Required work — Repeat the following lines exactly and nothing else: the line containing "for (y, m, d)" and each line after it through the end of the listing.

Content starts

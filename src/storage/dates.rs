//! Date keys and date-partitioned directories
//!
//! Dates live on disk as `<base>/<year>/<month>/<day>/`, zero-padded so
//! that lexical order of the paths is chronological order.

use crate::storage::error::{StorageError, StorageResult};
use chrono::{Datelike, NaiveDate};
use std::path::{Path, PathBuf};

/// A calendar day identifying one column of observations
#[derive(Debug, Clone, Copy, PartialEq, Eq, PartialOrd, Ord, Hash)]
pub struct DateKey(NaiveDate);

impl DateKey {
    pub fn new(date: NaiveDate) -> Self {
        Self(date)
    }

    pub fn from_ymd(year: i32, month: u32, day: u32) -> StorageResult<Self> {
        NaiveDate::from_ymd_opt(year, month, day)
            .map(Self)
            .ok_or_else(|| StorageError::InvalidDate(format!("{}-{}-{}", year, month, day)))
    }

    /// Parse a raw `YYYY-MM-DD` field
    pub fn parse(s: &str) -> StorageResult<Self> {
        let s = s.trim();
        NaiveDate::parse_from_str(s, "%Y-%m-%d")
            .map(Self)
            .map_err(|e| StorageError::InvalidDate(format!("{:?}: {}", s, e)))
    }

    /// Recover the date from a `<base>/<year>/<month>/<day>` path
    pub fn from_dir(path: &Path) -> StorageResult<Self> {
        let parts: Vec<&str> = path
            .components()
            .rev()
            .take(3)
            .filter_map(|c| c.as_os_str().to_str())
            .collect();

        if parts.len() != 3 {
            return Err(StorageError::InvalidDate(format!("{:?}", path)));
        }

        let bad = || StorageError::InvalidDate(format!("{:?}", path));
        let day: u32 = parts[0].parse().map_err(|_| bad())?;
        let month: u32 = parts[1].parse().map_err(|_| bad())?;
        let year: i32 = parts[2].parse().map_err(|_| bad())?;
        Self::from_ymd(year, month, day)
    }

    pub fn date(&self) -> NaiveDate {
        self.0
    }

    /// Directory for this date under `base`
    pub fn dir_in(&self, base: &Path) -> PathBuf {
        base.join(format!("{:04}", self.0.year()))
            .join(format!("{:02}", self.0.month()))
            .join(format!("{:02}", self.0.day()))
    }
}

impl std::fmt::Display for DateKey {
    fn fmt(&self, f: &mut std::fmt::Formatter<'_>) -> std::fmt::Result {
        write!(f, "{}", self.0.format("%Y-%m-%d"))
    }
}

/// A date directory found on disk
#[derive(Debug, Clone, PartialEq, Eq, PartialOrd, Ord)]
pub struct DateDir {
    pub date: DateKey,
    pub path: PathBuf,
}

impl DateDir {
    pub fn new(base: &Path, date: DateKey) -> Self {
        Self {
            date,
            path: date.dir_in(base),
        }
    }
}

fn numeric_subdirs(dir: &Path) -> StorageResult<Vec<PathBuf>> {
    let mut out = Vec::new();
    for entry in std::fs::read_dir(dir).map_err(|e| StorageError::file(dir, e))? {
        let entry = entry?;
        let path = entry.path();
        let numeric = path
            .file_name()
            .and_then(|n| n.to_str())
            .map(|n| !n.is_empty() && n.bytes().all(|b| b.is_ascii_digit()))
            .unwrap_or(false);
        if numeric && entry.file_type()?.is_dir() {
            out.push(path);
        }
    }
    Ok(out)
}

/// Enumerate `<base>/<year>/<month>/<day>` directories in chronological order
///
/// With `required` set, only directories containing that file are returned.
/// A missing base directory yields an empty list.
pub fn discover_date_dirs(base: &Path, required: Option<&str>) -> StorageResult<Vec<DateDir>> {
    if !base.exists() {
        return Ok(Vec::new());
    }

    let mut dirs = Vec::new();
    for year in numeric_subdirs(base)? {
        for month in numeric_subdirs(&year)? {
            for day in numeric_subdirs(&month)? {
                if let Some(name) = required {
                    if !day.join(name).is_file() {
                        continue;
                    }
                }
                match DateKey::from_dir(&day) {
                    Ok(date) => dirs.push(DateDir { date, path: day }),
                    Err(e) => tracing::warn!("Skipping directory {:?}: {}", day, e),
                }
            }
        }
    }

    dirs.sort();
    Ok(dirs)
}

#[cfg(test)]
mod tests {
    use super::*;
    use tempfile::tempdir;

    #[test]
    fn test_parse_and_display() {
        let date = DateKey::parse("1993-4-7").unwrap();
        assert_eq!(date.to_string(), "1993-04-07");
        assert!(DateKey::parse("1993-13-01").is_err());
        assert!(DateKey::parse("yesterday").is_err());
    }

    #[test]
    fn test_dir_round_trip() {
        let base = Path::new("/data/villages");
        let date = DateKey::from_ymd(2004, 2, 29).unwrap();
        let dir = date.dir_in(base);
        assert_eq!(dir, PathBuf::from("/data/villages/2004/02/29"));
        assert_eq!(DateKey::from_dir(&dir).unwrap(), date);
    }

    #[test]
    fn test_discover_sorted_and_filtered() {
        let dir = tempdir().unwrap();
        let base = dir.path();
        for (y, m, d) in [(2001, 12, 31), (2001, 2, 1), (2000, 6, 15)] {
            let date = DateKey::from_ymd(y, m, d).unwrap();
            let path = date.dir_in(base);
            std::fs::create_dir_all(&path).unwrap();
            std::fs::write(path.join("idvis.gz"), b"").unwrap();
        }
        // A date directory without the marker file and a stray directory
        std::fs::create_dir_all(DateKey::from_ymd(2002, 1, 1).unwrap().dir_in(base)).unwrap();
        std::fs::create_dir_all(base.join("notes")).unwrap();

        let all = discover_date_dirs(base, None).unwrap();
        assert_eq!(all.len(), 4);

        let found = discover_date_dirs(base, Some("idvis.gz")).unwrap();
        let dates: Vec<String> = found.iter().map(|d| d.date.to_string()).collect();
        assert_eq!(dates, vec!["2000-06-15", "2001-02-01", "2001-12-31"]);
    }

    #[test]
    fn test_discover_missing_base() {
        let dir = tempdir().unwrap();
        assert!(discover_date_dirs(&dir.path().join("absent"), None).unwrap().is_empty());
    }
}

Content ends

Response —
        for (y, m, d) in [(2001, 12, 31), (2001, 2, 1), (2000, 6, 15)] {
            let date = DateKey::from_ymd(y, m, d).unwrap();
            let path = date.dir_in(base);
            std::fs::create_dir_all(&path).unwrap();
            std::fs::write(path.join("idvis.gz"), b"").unwrap();
        }
        // A date directory without the marker file and a stray directory
        std::fs::create_dir_all(DateKey::from_ymd(2002, 1, 1).unwrap().dir_in(base)).unwrap();
        std::fs::create_dir_all(base.join("notes")).unwrap();

        let all = discover_date_dirs(base, None).unwrap();
        assert_eq!(all.len(), 4);

        let found = discover_date_dirs(base, Some("idvis.gz")).unwrap();
        let dates: Vec<String> = found.iter().map(|d| d.date.to_string()).collect();
        assert_eq!(dates, vec!["2000-06-15", "2001-02-01", "2001-12-31"]);
    }

    #[test]
    fn test_discover_missing_base() {
        let dir = tempdir().unwrap();
        assert!(discover_date_dirs(&dir.path().join("absent"), None).unwrap().is_empty());
    }
}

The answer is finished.